Sir Andrew Dillon, chief executive of NICE, said: “The two main goals of maintenance treatment are to prolong the period of remission after first-line chemotherapy and increase the likelihood of being able to receive second-line chemotherapy.

“NICE already recommends pemetrexed as a treatment option for maintenance treatment following a different first line treatment. However, in this case, pemetrexed as maintenance treatment following combination therapy with cisplatin, although effective, the benefits did not justify the costs.

“It is disappointing not to be able to recommend pemetrexed in this draft guidance, but we can only recommend treatments which are both clinically and cost effective.”

The drug costs on average £11,520 per patient, assuming eight cycles of treatment, but NICE found that this corresponded to £82,000 per Quality Adjusted Life Year (QALY) gained. NICE does not usually recommend medicines that have a QALY over £30,000.

Maintenance therapy represents a new approach in treating advanced NSCLC. Traditionally, patients who respond to first-line chemotherapy are monitored until the disease reoccurs and are then treated with a second-line regimen.

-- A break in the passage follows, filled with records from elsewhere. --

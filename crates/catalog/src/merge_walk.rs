// SPDX-License-Identifier: BUSL-1.1
// Copyright (c) 2026 Alfred Jean LLC

//! The generic merge-walk (spec §4.3, §9: "expressed once as a generic
//! function parameterized by the key extractor and the assignment
//! callback"). Walks destination object keys and source text rows, both
//! sorted on the same key, in a single O(S + D) pass:
//!
//! For each destination key it records the first matching row in the
//! default language (`nf`) and the last matching row in the preferred
//! language (`ni`); when the key ends it emits `ni` if matched, else
//! `nf`. Every object kind (types, parameters, tables, entities, groups,
//! ...) calls this once with its own key/language extractors.

/// Runs the merge-walk for one object kind. `dest_keys` and `source_rows`
/// must both be sorted ascending by `key_of`/the key embedded in each
/// source row — callers are responsible for that invariant, matching how
/// this corpus's own state-reconciliation passes take pre-sorted input
/// rather than sorting defensively on every call.
pub fn merge_walk<K, R>(
    dest_keys: &[K],
    source_rows: &[R],
    key_of: impl Fn(&R) -> K,
    is_default_lang: impl Fn(&R) -> bool,
    is_chosen_lang: impl Fn(&R) -> bool,
) -> Vec<Option<R>>
where
    K: Ord + Clone,
    R: Clone,
{
    let mut out = Vec::with_capacity(dest_keys.len());
    let mut j = 0usize;

    for key in dest_keys {
        // Skip source rows that precede this destination key — they belong
        // to an object the destination set doesn't include.
        while j < source_rows.len() && &key_of(&source_rows[j]) < key {
            j += 1;
        }

        let mut nf: Option<R> = None;
        let mut ni: Option<R> = None;
        while j < source_rows.len() && &key_of(&source_rows[j]) == key {
            let row = &source_rows[j];
            if nf.is_none() && is_default_lang(row) {
                nf = Some(row.clone());
            }
            if is_chosen_lang(row) {
                // "last" preferred-language row wins on duplicates.
                ni = Some(row.clone());
            }
            j += 1;
        }

        out.push(ni.or(nf));
    }

    out
}

#[cfg(test)]
#[path = "merge_walk_tests.rs"]
mod tests;
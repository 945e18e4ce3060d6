// SPDX-License-Identifier: BUSL-1.1
// Copyright (c) 2026 Alfred Jean LLC

//! `FakeModelDb`: the in-crate test double for the `ModelDB` port, the
//! same production-vs-test-double shape as `oms_core::id`'s
//! `WallClockStampGen`/`SequentialStampGen` pair. Gated behind
//! `test-support` so production builds never link this in.

use crate::error::CatalogError;
use crate::model_db::{ModelDb, ModelDicRow};
use oms_core::{ModelDigest, ModelMeta, ModelTextMeta, TextRow};
use parking_lot::Mutex;
use std::collections::HashMap;
use std::path::Path;

#[derive(Default)]
pub struct FakeModelDb {
    dics: Mutex<HashMap<String, ModelDicRow>>,
    metas: Mutex<HashMap<ModelDigest, ModelMeta>>,
    texts: Mutex<HashMap<ModelDigest, ModelTextMeta>>,
}

impl FakeModelDb {
    pub fn empty() -> Self {
        Self::default()
    }

    /// Registers a model keyed by the stem of its `db_path` (`read_model_dic`
    /// is looked up by path in `scan_models_dir`, which always passes the
    /// `.sqlite`/`.db` file it found — this double keys on the file stem so
    /// tests don't need to fabricate a real sqlite file).
    pub fn with_model(digest: &str, name: &str, default_lang: &str) -> Self {
        let db = Self::default();
        db.register(digest, name, default_lang);
        db
    }

    pub fn register(&self, digest: &str, name: &str, default_lang: &str) {
        self.dics.lock().insert(
            name.to_string(),
            ModelDicRow {
                digest: ModelDigest::new(digest),
                name: name.to_string(),
                version: "1.0".to_string(),
                default_lang: default_lang.to_string(),
            },
        );
    }

    pub fn set_text(&self, digest: &str, rows: Vec<TextRow>) {
        let mut text = ModelTextMeta::default();
        text.type_text = rows;
        self.texts.lock().insert(ModelDigest::new(digest), text);
    }

    pub fn set_meta(&self, digest: &str, meta: ModelMeta) {
        self.metas.lock().insert(ModelDigest::new(digest), meta);
    }
}

impl ModelDb for FakeModelDb {
    fn read_model_dic(&self, db_path: &Path) -> Result<ModelDicRow, CatalogError> {
        let stem = db_path
            .file_stem()
            .and_then(|s| s.to_str())
            .ok_or_else(|| CatalogError::Db(format!("no file stem in {}", db_path.display())))?;
        self.dics
            .lock()
            .get(stem)
            .cloned()
            .ok_or_else(|| CatalogError::Db(format!("no model_dic row registered for {stem}")))
    }

    fn load_meta(&self, digest: &ModelDigest) -> Result<ModelMeta, CatalogError> {
        Ok(self.metas.lock().get(digest).cloned().unwrap_or_default())
    }

    fn load_text(&self, digest: &ModelDigest) -> Result<ModelTextMeta, CatalogError> {
        Ok(self.texts.lock().get(digest).cloned().unwrap_or_default())
    }
}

But with maintenance therapy, rather than halting further treatment until disease progression, patients who have disease control following first-line therapy are treated immediately with a maintenance regimen.

Drugs offering this kind of treatment have not always been favoured by NICE, however. In June 2011 the Institute rejected Roche's NSCLC drug Tarceva in a maintenance setting because of uncertainty over how long it is able to extend survival. This came despite the Swiss firm offering a discount on its treatment.

Lung cancer is one of the most common cancers, with around 36,000 people diagnosed every year in England and Wales. Non-small-cell lung cancer is the most common type of lung cancer, accounting for around 80 per cent of all cases.